Designing a 4D camera for robots




Stanford engineers have developed a 4D camera with an extra-wide field of view. They believe this camera can be better than current options for close-up robotic vision and augmented reality.

A new camera that builds on technology first described by Stanford researchers more than 20 years ago could generate the kind of information-rich images that robots need to navigate the world. This camera, which generates a four dimensional image, can also capture nearly 140 degrees of information.

With robotics in mind, Dansereau and Gordon Wetzstein, assistant professor of electrical engineering, along with colleagues from the University of California, San Diego have created the first-ever single-lens, wide field of view, light field camera, which they are presenting at the computer vision conference CVPR 2017 on July 23.

Robots might use this to see through rain and other things that could obscure their vision.

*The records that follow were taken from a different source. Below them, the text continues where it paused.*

impl SessionManager {
    pub fn new(config: Config) -> Self {
        let factory = python_factory(&config);
        Self::with_factory(config, factory)
    }

    pub fn with_factory(config: Config, factory: InterpreterFactory) -> Self {
        Self {
            config,
            artifacts: Arc::new(ArtifactStore::new()),
            sessions: Mutex::new(HashMap::new()),
            factory,
        }
    }

    fn files(&self, session_id: &str) -> SessionFiles {
        SessionFiles::locate(&self.config.data_dir(), session_id)
    }

    // ── Lookup and creation ─────────────────────────────

    /// Returns the live session, creating it (and restoring any persisted
    /// state) if needed. `None` means the default session.
    pub async fn get_or_create(&self, session_id: Option<&str>) -> Result<Arc<Session>, SandboxError> {
        let id = session_id.unwrap_or(DEFAULT_SESSION);
        validate_session_id(id)?;

        let mut sessions = self.sessions.lock().await;
        if let Some(session) = sessions.get(id) {
            return Ok(session.clone());
        }

        let mut context = self.build_context(id)?;
        let files = context.files().clone();
        if files.has_saved_state() {
            match files.load_state() {
                Ok(saved) => {
                    info!(
                        "[{id}] Resuming saved session ({} record(s))",
                        saved.history.len()
                    );
                    context.preload(saved);
                }
                Err(e) => warn!("[{id}] Ignoring unreadable saved state: {e}"),
            }
        } else if let Ok(history) = files.read_history() {
            context.preload(SavedState {
                history,
                ..Default::default()
            });
        }

        let session = Arc::new(Session {
            id: id.to_string(),
            context: Mutex::new(context),
        });
        sessions.insert(id.to_string(), session.clone());
        info!("[{id}] Session created");
        Ok(session)
    }

    /// Creates a session with a fresh random id.
    pub async fn create(&self) -> Result<Arc<Session>, SandboxError> {
        let id = uuid::Uuid::new_v4().simple().to_string();
        self.get_or_create(Some(&id)).await
    }

    pub async fn live(&self, session_id: &str) -> Option<Arc<Session>> {
        self.sessions.lock().await.get(session_id).cloned()
    }

    fn build_context(&self, id: &str) -> Result<ExecutionContext, SandboxError> {
        let policy = AccessPolicy::from_config(&self.config, id)?;
        let files = SessionFiles::open(&self.config.data_dir(), id)?;
        let artifact_root = self
            .artifacts
            .open_session(id, &self.config.artifact_root(id, files.dir()))?;
        let launch = LaunchSpec {
            session_id: id.to_string(),
            cwd: policy.cwd().to_path_buf(),
            allowed_root: policy.root().to_path_buf(),
            session_dir: files.dir().to_path_buf(),
            tmp_dir: files.tmp_dir(),
            artifact_root: artifact_root.clone(),
        };
        let launched = (self.factory)(&launch)?;
        Ok(ExecutionContext::new(ContextParts {
            session_id: id.to_string(),
            config: self.config.clone(),
            policy,
            files,
            artifacts: self.artifacts.clone(),
            artifact_root,
            interpreter: launched.interpreter,
            shell_env: launched.shell_env,
        }))
    }

    // ── Persistence ─────────────────────────────────────

    pub async fn save(&self, session_id: &str) -> Result<SaveSummary, SandboxError> {
        let session = self
            .live(session_id)
            .await
            .ok_or_else(|| SandboxError::invalid(format!("no live session '{session_id}'")))?;
        let mut context = session.lock().await;
        context.save().await
    }

    /// Replaces the live context with one rebuilt from disk. Values are
    /// replayed into the namespace; code is not re-executed.
    pub async fn restore(&self, session_id: &str) -> Result<RestoreSummary, SandboxError> {
        validate_session_id(session_id)?;
        let files = self.files(session_id);
        if !files.has_saved_state() {
            return Err(SandboxError::invalid(format!(
                "no saved state for session '{session_id}'"
            )));
        }
        let saved = files
            .load_state()
            .map_err(|e| SandboxError::internal(format!("cannot read saved session: {e}")))?;

        // The map guard is a temporary; other sessions stay reachable while
        // this one waits for its running call and rebuilds
        let old = self.sessions.lock().await.remove(session_id);
        if let Some(old) = old {
            old.lock().await.terminate(false).await;
        }

        let mut context = self.build_context(session_id)?;
        let snapshot = saved.snapshot.clone();
        let history_len = saved.history.len();
        context.preload(SavedState {
            snapshot: None,
            ..saved
        });
        context.initialize().await?;
        let reply = match snapshot {
            Some(snapshot) => context.load_snapshot(snapshot).await?,
            None => Default::default(),
        };

        let session = Arc::new(Session {
            id: session_id.to_string(),
            context: Mutex::new(context),
        });
        let displaced = self.sessions.lock().await.insert(session_id.to_string(), session);
        if let Some(displaced) = displaced {
            warn!("[{session_id}] Replacing a context opened during restore");
            displaced.lock().await.terminate(false).await;
        }
        info!(
            "[{session_id}] Restored {} value(s), {history_len} history record(s)",
            reply.restored.len()
        );
        Ok(RestoreSummary {
            session_id: session_id.to_string(),
            restored: reply.restored,
            failed: reply.failed,
            history_len,
        })
    }

    /// Live history if the session is active, else the persisted one.
    pub async fn history(
        &self,
        session_id: &str,
        filter: &HistoryFilter,
    ) -> Result<Vec<ExecutionRecord>, SandboxError> {
        validate_session_id(session_id)?;
        let records = match self.live(session_id).await {
            Some(session) => session.lock().await.history().to_vec(),
            None => {
                let files = self.files(session_id);
                if !files.dir().is_dir() {
                    return Err(SandboxError::invalid(format!("unknown session '{session_id}'")));
                }
                files.read_history()?
            }
        };
        Ok(filter.apply(records))
    }

    // ── Artifacts ───────────────────────────────────────

    /// Artifacts of one session, or of every session the store knows.
    /// A saved session that is not live has its index read from disk.
    pub async fn list_artifacts(
        &self,
        session_id: Option<&str>,
        category: Option<ArtifactCategory>,
    ) -> Result<Vec<Artifact>, SandboxError> {
        match session_id {
            Some(id) => {
                self.with_artifact_index(id, |store| Ok(store.list(Some(id), category)))
                    .await
            }
            None => Ok(self.artifacts.list(None, category)),
        }
    }

    /// Deletes a session's artifacts. Unknown sessions clean nothing.
    pub async fn cleanup_artifacts(
        &self,
        session_id: &str,
        category: Option<ArtifactCategory>,
    ) -> Result<CleanupReport, SandboxError> {
        self.with_artifact_index(session_id, |store| store.cleanup(session_id, category))
            .await
    }

    async fn with_artifact_index<T: Default>(
        &self,
        session_id: &str,
        f: impl FnOnce(&ArtifactStore) -> Result<T, SandboxError>,
    ) -> Result<T, SandboxError> {
        validate_session_id(session_id)?;
        // Held so the session cannot go live while its index is borrowed
        let sessions = self.sessions.lock().await;
        if sessions.contains_key(session_id) || self.artifacts.artifact_root(session_id).is_some() {
            return f(&self.artifacts);
        }
        let root = self.config.artifact_root(session_id, self.files(session_id).dir());
        if !root.is_dir() {
            return Ok(T::default());
        }
        self.artifacts.open_session(session_id, &root)?;
        let result = f(&self.artifacts);
        self.artifacts.forget_session(session_id);
        result
    }

    // ── Teardown ────────────────────────────────────────

    /// Tears a live session down, persisting it per configuration.
    /// Returns false if it was not live.
    pub async fn close(&self, session_id: &str) -> bool {
        let Some(session) = self.sessions.lock().await.remove(session_id) else {
            return false;
        };
        let persist = self.config.storage.persist_on_teardown;
        session.lock().await.terminate(persist).await;
        info!("[{session_id}] Session closed");
        true
    }

    /// Deletes a session entirely: context, artifacts, history and saved state.
    pub async fn destroy(&self, session_id: &str) -> Result<DestroySummary, SandboxError> {
        validate_session_id(session_id)?;
        let live = self.sessions.lock().await.remove(session_id);
        let was_live = live.is_some();
        if let Some(session) = live {
            session.lock().await.terminate(false).await;
        }

        let files = self.files(session_id);
        let artifact_root = self.config.artifact_root(session_id, files.dir());
        let artifacts_removed = if artifact_root.exists() {
            self.artifacts.open_session(session_id, &artifact_root)?;
            self.artifacts.purge_session(session_id)?
        } else {
            0
        };
        files.remove_all()?;
        info!("[{session_id}] Session destroyed ({artifacts_removed} artifact(s))");
        Ok(DestroySummary {
            session_id: session_id.to_string(),
            was_live,
            artifacts_removed,
        })
    }

    /// Closes every live session (process teardown).
    pub async fn shutdown(&self) {
        let drained: Vec<Arc<Session>> = self.sessions.lock().await.drain().map(|(_, s)| s).collect();
        let persist = self.config.storage.persist_on_teardown;
        for session in drained {
            session.lock().await.terminate(persist).await;
        }
        info!("Session manager stopped");
    }

    /// Removes saved sessions untouched for longer than `max_age`.
    /// Live sessions are never swept.
    pub async fn sweep_stale(&self, max_age: Duration) -> Result<Vec<String>, SandboxError> {
        let data_dir = self.config.data_dir();
        let entries = match std::fs::read_dir(&data_dir) {
            Ok(entries) => entries,
            Err(e) if e.kind() == std::io::ErrorKind::NotFound => return Ok(Vec::new()),
            Err(e) => return Err(e.into()),
        };
        let cutoff = SystemTime::now()
            .checked_sub(max_age)
            .unwrap_or(SystemTime::UNIX_EPOCH);

        let live: Vec<String> = self.sessions.lock().await.keys().cloned().collect();
        let mut removed = Vec::new();
        for entry in entries.flatten() {
            let Ok(id) = entry.file_name().into_string() else {
                continue;
            };
            if !entry.path().is_dir() || validate_session_id(&id).is_err() || live.contains(&id) {
                continue;
            }
            let files = self.files(&id);
            if files.last_activity().is_some_and(|t| t >= cutoff) {
                continue;
            }
            let artifact_root = self.config.artifact_root(&id, files.dir());
            if let Err(e) = files.remove_all() {
                warn!("[{id}] Failed to sweep session directory: {e}");
                continue;
            }
            if let Err(e) = std::fs::remove_dir_all(&artifact_root) {
                if e.kind() != std::io::ErrorKind::NotFound {
                    warn!("[{id}] Failed to sweep artifacts: {e}");
                }
            }
            removed.push(id);
        }
        removed.sort();
        if !removed.is_empty() {
            info!("Swept {} stale session(s)", removed.len());
        }
        Ok(removed)
    }

    pub async fn list_sessions(&self) -> Vec<SessionSummary> {
        let sessions = self.sessions.lock().await;
        let mut summaries: Vec<SessionSummary> = sessions
            .values()
            .map(|session| match session.context.try_lock() {
                Ok(ctx) => SessionSummary {
                    session_id: session.id.clone(),
                    state: Some(ctx.state()),
                    cwd: Some(ctx.cwd().to_path_buf()),
                    executions: Some(ctx.history().len()),
                    busy: false,
                },
                Err(_) => SessionSummary {
                    session_id: session.id.clone(),
                    state: None,
                    cwd: None,
                    executions: None,
                    busy: true,
                },
            })
            .collect();
        summaries.sort_by(|a, b| a.session_id.cmp(&b.session_id));
        summaries
    }
}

The extremely wide field of view, which encompasses nearly a third of the circle around the camera, comes from a specially designed spherical lens. However, this lens also produced a significant hurdle: how to translate a spherical image onto a flat sensor.

This camera system’s wide field of view, detailed depth information and potential compact size are all desirable features for imaging systems incorporated in wearables, robotics, autonomous vehicles and augmented and virtual reality.

The camera is currently a proof-of-concept and the team is planning to create a compact prototype next. That version would hopefully be small enough and light enough to test on a robot. A camera that humans could wear could be soon to follow.